## Work to be completed
Across the listing below, how many lines hold "Content"? Reply with the number by itself.

## Records provided
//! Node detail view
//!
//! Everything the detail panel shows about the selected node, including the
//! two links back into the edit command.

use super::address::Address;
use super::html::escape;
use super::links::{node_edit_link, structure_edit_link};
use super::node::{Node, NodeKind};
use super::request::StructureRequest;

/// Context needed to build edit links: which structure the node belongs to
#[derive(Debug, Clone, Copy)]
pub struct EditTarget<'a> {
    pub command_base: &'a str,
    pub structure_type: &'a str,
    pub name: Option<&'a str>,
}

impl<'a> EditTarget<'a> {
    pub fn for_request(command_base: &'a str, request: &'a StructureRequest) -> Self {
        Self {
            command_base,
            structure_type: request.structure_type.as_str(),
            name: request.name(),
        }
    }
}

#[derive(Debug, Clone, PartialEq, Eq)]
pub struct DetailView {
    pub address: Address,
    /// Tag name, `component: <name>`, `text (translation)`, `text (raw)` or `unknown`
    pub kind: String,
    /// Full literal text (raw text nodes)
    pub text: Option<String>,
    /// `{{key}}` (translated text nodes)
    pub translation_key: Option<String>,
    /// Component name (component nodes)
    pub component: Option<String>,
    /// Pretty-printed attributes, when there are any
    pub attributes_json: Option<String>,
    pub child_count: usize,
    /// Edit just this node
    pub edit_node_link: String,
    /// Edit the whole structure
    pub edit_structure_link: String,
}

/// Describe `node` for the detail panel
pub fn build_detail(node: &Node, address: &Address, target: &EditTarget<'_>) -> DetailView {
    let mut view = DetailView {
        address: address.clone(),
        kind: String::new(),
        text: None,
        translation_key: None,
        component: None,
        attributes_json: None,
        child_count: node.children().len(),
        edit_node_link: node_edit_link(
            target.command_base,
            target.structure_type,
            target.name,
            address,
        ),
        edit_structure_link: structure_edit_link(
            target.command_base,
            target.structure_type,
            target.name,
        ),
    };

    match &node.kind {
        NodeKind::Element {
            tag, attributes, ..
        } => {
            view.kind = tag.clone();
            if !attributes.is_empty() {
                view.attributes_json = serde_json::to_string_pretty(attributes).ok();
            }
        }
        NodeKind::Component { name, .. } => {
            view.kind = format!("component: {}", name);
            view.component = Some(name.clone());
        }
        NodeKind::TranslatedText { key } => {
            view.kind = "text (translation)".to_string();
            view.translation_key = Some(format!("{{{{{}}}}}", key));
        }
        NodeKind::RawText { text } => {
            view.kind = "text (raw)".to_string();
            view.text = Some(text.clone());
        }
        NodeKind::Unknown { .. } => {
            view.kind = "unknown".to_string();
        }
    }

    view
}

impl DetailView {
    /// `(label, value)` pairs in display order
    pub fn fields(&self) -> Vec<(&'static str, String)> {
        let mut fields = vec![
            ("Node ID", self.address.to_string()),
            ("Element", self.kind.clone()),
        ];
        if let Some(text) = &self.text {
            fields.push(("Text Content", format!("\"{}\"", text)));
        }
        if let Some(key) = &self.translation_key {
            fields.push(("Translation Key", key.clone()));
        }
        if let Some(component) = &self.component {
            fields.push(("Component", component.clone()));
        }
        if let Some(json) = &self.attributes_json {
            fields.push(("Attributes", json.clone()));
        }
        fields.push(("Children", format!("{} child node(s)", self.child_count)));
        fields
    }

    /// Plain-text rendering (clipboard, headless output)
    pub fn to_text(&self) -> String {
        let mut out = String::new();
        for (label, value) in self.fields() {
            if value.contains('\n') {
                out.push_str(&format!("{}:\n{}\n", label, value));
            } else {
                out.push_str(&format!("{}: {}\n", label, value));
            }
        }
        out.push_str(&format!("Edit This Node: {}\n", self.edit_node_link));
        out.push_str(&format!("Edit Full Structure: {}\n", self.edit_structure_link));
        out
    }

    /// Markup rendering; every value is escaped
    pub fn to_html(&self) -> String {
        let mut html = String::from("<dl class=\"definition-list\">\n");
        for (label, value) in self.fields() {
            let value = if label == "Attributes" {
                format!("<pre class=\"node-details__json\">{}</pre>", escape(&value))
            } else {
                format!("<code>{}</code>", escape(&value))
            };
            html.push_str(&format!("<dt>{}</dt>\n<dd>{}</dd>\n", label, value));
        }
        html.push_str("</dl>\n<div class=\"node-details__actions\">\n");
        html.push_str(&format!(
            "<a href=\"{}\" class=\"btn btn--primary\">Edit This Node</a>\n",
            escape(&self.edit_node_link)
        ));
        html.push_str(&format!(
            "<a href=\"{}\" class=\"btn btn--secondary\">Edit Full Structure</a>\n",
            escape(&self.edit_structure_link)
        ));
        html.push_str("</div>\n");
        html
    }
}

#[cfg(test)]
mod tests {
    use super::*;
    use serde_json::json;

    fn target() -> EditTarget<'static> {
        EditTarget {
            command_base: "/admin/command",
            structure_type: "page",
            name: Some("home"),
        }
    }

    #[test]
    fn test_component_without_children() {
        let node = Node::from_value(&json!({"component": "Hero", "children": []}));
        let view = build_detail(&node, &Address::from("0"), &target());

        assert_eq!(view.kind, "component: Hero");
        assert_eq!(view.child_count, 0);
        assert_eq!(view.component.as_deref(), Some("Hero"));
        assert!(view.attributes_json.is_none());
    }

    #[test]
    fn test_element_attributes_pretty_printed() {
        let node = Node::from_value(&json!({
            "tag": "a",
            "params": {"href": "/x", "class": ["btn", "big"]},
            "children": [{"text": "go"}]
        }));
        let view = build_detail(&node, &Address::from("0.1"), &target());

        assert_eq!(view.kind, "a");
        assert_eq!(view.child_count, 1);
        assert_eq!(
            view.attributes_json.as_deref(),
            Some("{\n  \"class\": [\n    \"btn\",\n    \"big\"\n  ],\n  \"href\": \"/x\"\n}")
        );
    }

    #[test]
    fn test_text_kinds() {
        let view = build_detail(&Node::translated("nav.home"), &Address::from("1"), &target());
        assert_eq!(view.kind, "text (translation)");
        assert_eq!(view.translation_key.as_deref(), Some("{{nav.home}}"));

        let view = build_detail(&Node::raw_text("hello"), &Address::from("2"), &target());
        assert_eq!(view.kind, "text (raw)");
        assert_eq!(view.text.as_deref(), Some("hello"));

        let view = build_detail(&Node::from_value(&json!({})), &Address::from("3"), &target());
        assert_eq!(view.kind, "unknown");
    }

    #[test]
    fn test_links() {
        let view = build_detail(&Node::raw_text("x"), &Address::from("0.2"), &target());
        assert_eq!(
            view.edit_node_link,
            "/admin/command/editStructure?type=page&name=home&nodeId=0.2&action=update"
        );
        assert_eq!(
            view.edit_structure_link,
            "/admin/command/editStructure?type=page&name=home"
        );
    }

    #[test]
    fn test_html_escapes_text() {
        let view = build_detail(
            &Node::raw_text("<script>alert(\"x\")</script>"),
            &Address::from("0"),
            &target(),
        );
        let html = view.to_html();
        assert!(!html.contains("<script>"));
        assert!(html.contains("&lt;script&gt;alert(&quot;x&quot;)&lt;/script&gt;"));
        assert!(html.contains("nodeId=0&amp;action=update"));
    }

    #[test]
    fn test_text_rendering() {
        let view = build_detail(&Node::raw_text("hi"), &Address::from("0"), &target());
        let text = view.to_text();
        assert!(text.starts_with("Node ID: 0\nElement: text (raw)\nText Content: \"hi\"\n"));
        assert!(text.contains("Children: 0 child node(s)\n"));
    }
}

## Task output
2